Designed bone-targeting ROS-responsive nanoplatform for precision glycolysis inhibition in postmenopausal osteoporosis

Postmenopausal osteoporosis (PMOP) arises from estrogen deficiency, which disrupts bone remodeling by shifting the balance toward bone resorption over osteogenesis. Glycolytic regulation has emerged as a critical mechanism governing osteoclast differentiation and resorptive activity. Blocking lactate transport through monocarboxylate transporters (MCTs) suppresses glycolysis, thereby attenuating these processes and highlighting MCT inhibition as a potential therapeutic target. The MCT inhibitor AZD3965 blocks lactate transport, thereby downregulating NF-κB/MAPK signaling, increasing intracellular lactate levels, and ultimately suppressing osteoclast formation and bone resorption in vitro. To achieve targeted delivery and reduce off-target effects, a bone-targeted, Reactive Oxygen Species (ROS)-responsive nanocarrier (PH/DPA@A) was engineered by integrating a bone-affinitive DSPE-PEG-Asp₈ (DPA) ligand with a ROS-cleavable phenylboronic acid pinacol ester-hyaluronic acid (PH) shell to encapsulate AZD3965. The nanoparticles exhibited a mean diameter of ∼179 nm, well-defined ROS-triggered drug release kinetics, and high in vivo bone-targeting efficiency. In vitro, PH/DPA@A inhibited osteoclast formation and resorptive activity at levels comparable to free AZD3965, indicating preserved pharmacological potency.

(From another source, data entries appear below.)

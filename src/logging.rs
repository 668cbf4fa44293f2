//! Tracing subscriber setup.
//!
//! Console output always; with a log directory, a second plain-text layer
//! writes to daily files named `dc.<date>.log`, keeping the last
//! [`LOG_RETENTION_DAYS`] of them.

use std::path::{Path, PathBuf};

use thiserror::Error;
use tracing_appender::non_blocking::WorkerGuard;
use tracing_appender::rolling::{RollingFileAppender, Rotation};
use tracing_subscriber::{EnvFilter, fmt, layer::SubscriberExt, util::SubscriberInitExt};

/// Filter used when `RUST_LOG` is unset.
pub const DEFAULT_LOG_FILTER: &str = "info,data_collector=debug";

/// File name prefix of rotated log files.
pub const LOG_FILE_PREFIX: &str = "dc";

/// Number of daily log files kept on disk.
pub const LOG_RETENTION_DAYS: usize = 7;

/// Errors raised while installing the subscriber.
#[derive(Debug, Error)]
pub enum LoggingError {
    /// Log directory could not be created.
    #[error("failed to create log directory {path}: {source}")]
    Io {
        /// Directory.
        path: PathBuf,
        /// Underlying error.
        #[source]
        source: std::io::Error,
    },

    /// Rolling appender could not be built.
    #[error("failed to open log file: {0}")]
    Appender(#[from] tracing_appender::rolling::InitError),

    /// A global subscriber is already installed.
    #[error("failed to install subscriber: {0}")]
    Subscriber(#[from] tracing_subscriber::util::TryInitError),
}

/// Daily rotating appender under `dir`, creating the directory if needed.
pub fn file_appender(dir: &Path) -> Result<RollingFileAppender, LoggingError> {
    std::fs::create_dir_all(dir).map_err(|source| LoggingError::Io {
        path: dir.to_path_buf(),
        source,
    })?;

    let appender = RollingFileAppender::builder()
        .rotation(Rotation::DAILY)
        .filename_prefix(LOG_FILE_PREFIX)
        .filename_suffix("log")
        .max_log_files(LOG_RETENTION_DAYS)
        .build(dir)?;
    Ok(appender)
}

/// Install the global subscriber.
///
/// The returned guard flushes the file writer on drop; hold it until exit.
pub fn init_logging(log_dir: Option<&Path>) -> Result<Option<WorkerGuard>, LoggingError> {
    let (file_layer, guard) = match log_dir {
        Some(dir) => {
            let (writer, guard) = tracing_appender::non_blocking(file_appender(dir)?);
            let layer = fmt::layer().with_writer(writer).with_ansi(false);
            (Some(layer), Some(guard))
        }
        None => (None, None),
    };

    tracing_subscriber::registry()
        .with(EnvFilter::try_from_default_env().unwrap_or_else(|_| DEFAULT_LOG_FILTER.into()))
        .with(fmt::layer())
        .with(file_layer)
        .try_init()?;

    if let Some(dir) = log_dir {
        tracing::info!(dir = %dir.display(), retention_days = LOG_RETENTION_DAYS, "Logging to files");
    }
    Ok(guard)
}
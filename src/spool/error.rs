//! Spool-specific error types.
//!
//! All spool operations return [`SpoolError`] on failure. I/O errors carry the
//! path they happened on so log lines point at the offending file.

use std::path::PathBuf;

use thiserror::Error;

/// Errors that can occur in the spool layer.
#[derive(Debug, Error)]
pub enum SpoolError {
    /// Filesystem operation failed.
    #[error("i/o error on '{}': {source}", path.display())]
    Io {
        /// Path the operation was applied to.
        path: PathBuf,
        /// Underlying error.
        #[source]
        source: std::io::Error,
    },

    /// Write attempted while no bucket is open.
    #[error("no bucket is open for writing")]
    NoOpenBucket,
}

impl SpoolError {
    pub(crate) fn io(path: impl Into<PathBuf>, source: std::io::Error) -> Self {
        Self::Io {
            path: path.into(),
            source,
        }
    }
}
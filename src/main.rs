//! Data Collector Binary Entry Point
//!
//! Runs the producer and the distributor until SIGINT or SIGTERM.
//! Core functionality is provided by the `data_collector` library crate.

use std::path::PathBuf;
use std::time::Duration;

use clap::Parser;
use data_collector::{
    AppConfig, BucketWriter, Distributor, HttpTransmitter, Producer, Spool, TaskError, Worker,
    config::parse_duration, logging::init_logging,
};
use tokio_util::sync::CancellationToken;

/// Data Collector - spools samples to disk and ships them to a collector
#[derive(Parser, Debug)]
#[command(name = "data-collector", version, about, long_about = None)]
struct Cli {
    /// Path to configuration file (built-in defaults when omitted)
    #[arg(short, long, env = "DATA_COLLECTOR_CONFIG")]
    config: Option<PathBuf>,

    /// Spool directory (overrides config file)
    #[arg(long = "tmp-persist-dir", env = "DATA_COLLECTOR_SPOOL_DIR")]
    spool_dir: Option<PathBuf>,

    /// Collector host (overrides config file)
    #[arg(long, env = "DATA_COLLECTOR_HOST")]
    host: Option<String>,

    /// Collector port (overrides config file)
    #[arg(long, env = "DATA_COLLECTOR_PORT")]
    port: Option<u16>,

    /// Collector request path (overrides config file)
    #[arg(long, env = "DATA_COLLECTOR_PATH")]
    path: Option<String>,

    /// Distribution interval in seconds (overrides config file)
    #[arg(long = "dist-interval", env = "DATA_COLLECTOR_DIST_INTERVAL")]
    dist_interval: Option<u64>,

    /// Minimum producer interval, e.g. "500ms" (overrides config file)
    #[arg(long, env = "DATA_COLLECTOR_MIN_INTERVAL", value_parser = parse_duration)]
    min_interval: Option<Duration>,

    /// Maximum producer interval, e.g. "15s" (overrides config file)
    #[arg(long, env = "DATA_COLLECTOR_MAX_INTERVAL", value_parser = parse_duration)]
    max_interval: Option<Duration>,

    /// Request timeout, e.g. "10s" (overrides config file)
    #[arg(long, env = "DATA_COLLECTOR_TIMEOUT", value_parser = parse_duration)]
    timeout: Option<Duration>,

    /// Directory for daily rotated log files (console only when omitted)
    #[arg(long, env = "DATA_COLLECTOR_LOG_DIR")]
    log_dir: Option<PathBuf>,
}

impl Cli {
    /// Apply CLI/env overrides (CLI > ENV > config file).
    fn apply(self, config: &mut AppConfig) {
        if let Some(dir) = self.spool_dir {
            config.spool.dir = dir;
        }
        if let Some(host) = self.host {
            config.collector.host = host;
        }
        if let Some(port) = self.port {
            config.collector.port = port;
        }
        if let Some(path) = self.path {
            config.collector.path = path;
        }
        if let Some(secs) = self.dist_interval {
            config.distributor.interval = Duration::from_secs(secs);
        }
        if let Some(min) = self.min_interval {
            config.producer.min_interval = min;
        }
        if let Some(max) = self.max_interval {
            config.producer.max_interval = max;
        }
        if let Some(timeout) = self.timeout {
            config.collector.timeout = Some(timeout);
        }
    }
}

#[tokio::main]
async fn main() -> Result<(), Box<dyn std::error::Error>> {
    let cli = Cli::parse();
    let _guard = init_logging(cli.log_dir.as_deref())?;

    let mut config = match &cli.config {
        Some(path) => {
            tracing::info!(path = %path.display(), "Loading configuration");
            AppConfig::load(path)?
        }
        None => AppConfig::default(),
    };
    cli.apply(&mut config);
    config.validate()?;

    tracing::info!(
        spool = %config.spool.dir.display(),
        collector = %config.collector.url(),
        distribution_interval = ?config.distributor.interval,
        min_interval = ?config.producer.min_interval,
        max_interval = ?config.producer.max_interval,
        "Starting data collector"
    );

    let spool = Spool::open(&config.spool.dir)?;
    let transmitter = HttpTransmitter::new(&config.collector)?;

    let token = CancellationToken::new();

    let distributor = Distributor::new(spool.clone(), transmitter, config.distributor_schedule()?);
    let distributor = Worker::spawn(distributor, token.clone())?;

    let producer = Producer::new(BucketWriter::new(spool), config.producer_schedule()?);
    let producer = match Worker::spawn(producer, token.clone()) {
        Ok(worker) => worker,
        Err(e) => {
            token.cancel();
            let joined = tokio::task::spawn_blocking(move || distributor.join()).await;
            log_abandoned_join("distributor", joined);
            return Err(e.into());
        }
    };

    tracing::info!("Press Ctrl+C to shutdown");
    shutdown_signal().await;
    token.cancel();

    let (written, distributions) = tokio::task::spawn_blocking(move || {
        let written = producer.join().map(Producer::finish);
        let distributions = distributor.join().map(|d| d.cycle_count());
        (written, distributions)
    })
    .await?;

    tracing::info!("Total amount of written values is {}", written?);
    tracing::info!("Total amount of successful distributions is {}", distributions?);
    tracing::info!("Shutdown complete");
    Ok(())
}

/// Log the outcome of joining a worker that is being torn down after a
/// startup failure.
fn log_abandoned_join<T>(
    name: &str,
    joined: Result<Result<T, TaskError>, tokio::task::JoinError>,
) -> bool {
    match joined {
        Ok(Ok(_)) => true,
        Ok(Err(e)) => {
            tracing::warn!(task = name, error = %e, "Worker did not stop cleanly");
            false
        }
        Err(e) => {
            tracing::warn!(task = name, error = %e, "Failed to join worker");
            false
        }
    }
}

/// Wait for Ctrl+C or SIGTERM.
async fn shutdown_signal() {
    let ctrl_c = async {
        tokio::signal::ctrl_c()
            .await
            .expect("failed to install Ctrl+C handler");
    };

    #[cfg(unix)]
    let terminate = async {
        tokio::signal::unix::signal(tokio::signal::unix::SignalKind::terminate())
            .expect("failed to install signal handler")
            .recv()
            .await;
    };

    #[cfg(not(unix))]
    let terminate = std::future::pending::<()>();

    tokio::select! {
        _ = ctrl_c => {
            tracing::info!("Received Ctrl+C signal");
        }
        _ = terminate => {
            tracing::info!("Received terminate signal");
        }
    }
}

In ovariectomized (OVX) mice, systemic PH/DPA@A administration increased femoral bone mineral density and improved trabecular number, thickness, and connectivity, as confirmed by micro-computed tomography. These findings demonstrate that the bone-targeting, ROS-responsive design enables efficient in vivo delivery and metabolic modulation in osteoporotic bone, supporting PH/DPA@A as a multifunctional nanoplatform with translational potential for postmenopausal osteoporosis therapy.

Bone targeting; Glycolysis; Nanoparticle; Osteoclast; ROS.